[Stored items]
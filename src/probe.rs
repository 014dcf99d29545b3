//! Per-file parsing driver
//!
//! [`Prober`] runs a fresh [`Decoder`] over one file and folds the outcome
//! (or the error) into a [`FileReport`], the row type used by the CLI and the
//! report writers. It is `Sync`, so one prober can serve a whole rayon pool.

use crate::decoder::{Decoder, ParseSummary, DEFAULT_BUFFER_CAPACITY};
use crate::error::{Error, Result};
use crate::events::{EventLog, MetaData, ParseFlags};
use crate::mp3::frame::{FrameRecord, HEADER_LEN};
use serde::Serialize;
use std::fs::File;
use std::io::Read;
use std::path::Path;

/// Outcome of parsing one file
#[derive(Debug, Clone, Serialize)]
pub struct FileReport {
    pub file_path: String,
    pub file_name: String,
    pub file_size: u64,
    pub summary: Option<ParseSummary>,
    /// Events in the order the decoder reported them
    pub events: Vec<MetaData>,
    #[serde(skip_serializing_if = "Option::is_none")]
    pub frames: Option<Vec<FrameRecord>>,
    pub error: Option<String>,
    pub error_kind: Option<String>,
}

impl FileReport {
    pub fn is_error(&self) -> bool {
        self.error.is_some()
    }

    /// Encoder string from a LAME/Lavc tag, if any
    pub fn encoder(&self) -> Option<&str> {
        self.summary
            .as_ref()
            .and_then(|s| s.vbr.as_ref())
            .and_then(|v| v.lame.as_ref())
            .map(|l| l.encoder.as_str())
    }
}

/// Parses files into [`FileReport`]s
#[derive(Debug, Clone)]
pub struct Prober {
    /// Read size per `submit` call; `None` lets `Decoder::parse_file` pick
    pub chunk_size: Option<usize>,
    pub capacity: usize,
    pub flags: ParseFlags,
    /// Keep every frame record in the report
    pub keep_frames: bool,
}

impl Default for Prober {
    fn default() -> Self {
        Self::new()
    }
}

impl Prober {
    pub fn new() -> Self {
        Self {
            chunk_size: None,
            capacity: DEFAULT_BUFFER_CAPACITY,
            flags: ParseFlags::empty(),
            keep_frames: false,
        }
    }

    pub fn with_chunk_size(mut self, chunk_size: Option<usize>) -> Self {
        self.chunk_size = chunk_size;
        self
    }

    pub fn with_capacity(mut self, capacity: usize) -> Self {
        self.capacity = capacity;
        self
    }

    pub fn with_stop_after_duration(mut self, stop: bool) -> Self {
        self.flags.set(ParseFlags::STOP_AFTER_DURATION, stop);
        self
    }

    pub fn with_frames(mut self, keep: bool) -> Self {
        self.keep_frames = keep;
        self
    }

    /// Parse `path`; failures are recorded in the report instead of returned
    pub fn probe<P: AsRef<Path>>(&self, path: P) -> FileReport {
        let path = path.as_ref();
        let file_name = path
            .file_name()
            .map(|n| n.to_string_lossy().to_string())
            .unwrap_or_default();
        let file_size = std::fs::metadata(path).map(|m| m.len()).unwrap_or(0);

        let mut report = FileReport {
            file_path: path.display().to_string(),
            file_name,
            file_size,
            summary: None,
            events: Vec::new(),
            frames: None,
            error: None,
            error_kind: None,
        };

        let mut log = EventLog::new();
        match self.run(path, &mut log) {
            Ok(decoder) => {
                report.summary = Some(decoder.summary());
                if self.keep_frames {
                    report.frames = Some(decoder.frames().to_vec());
                }
            }
            Err(e) => {
                report.error_kind = Some(e.kind().to_string());
                report.error = Some(e.to_string());
            }
        }
        report.events = log.meta;

        report
    }

    fn run(&self, path: &Path, log: &mut EventLog) -> Result<Decoder> {
        let mut decoder = Decoder::with_capacity(self.capacity)?;

        match self.chunk_size {
            None => decoder.parse_file(path, log, self.flags)?,
            Some(0) => {
                return Err(Error::InvalidArgument("chunk size must be positive".into()));
            }
            Some(size) => submit_in_chunks(&mut decoder, path, size, log, self.flags)?,
        }

        Ok(decoder)
    }
}

/// Feed a file to `decoder` in chunks of exactly `size` bytes
fn submit_in_chunks(
    decoder: &mut Decoder,
    path: &Path,
    size: usize,
    log: &mut EventLog,
    flags: ParseFlags,
) -> Result<()> {
    let mut data = Vec::new();
    File::open(path)?.read_to_end(&mut data)?;
    if data.len() < HEADER_LEN {
        return Err(Error::InvalidFile(format!(
            "{} is {} bytes, smaller than a frame header",
            path.display(),
            data.len()
        )));
    }

    let mut chunks = data.chunks(size).peekable();
    while let Some(chunk) = chunks.next() {
        let eof = chunks.peek().is_none();
        decoder.submit(chunk, log, flags, eof)?;
        if decoder.is_completed() {
            break;
        }
    }

    Ok(())
}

◆ REQUIRED WORK
If a line contains the string "into", it counts toward the total; state that total for the records above and nothing more.

◆ TASK RESULT
3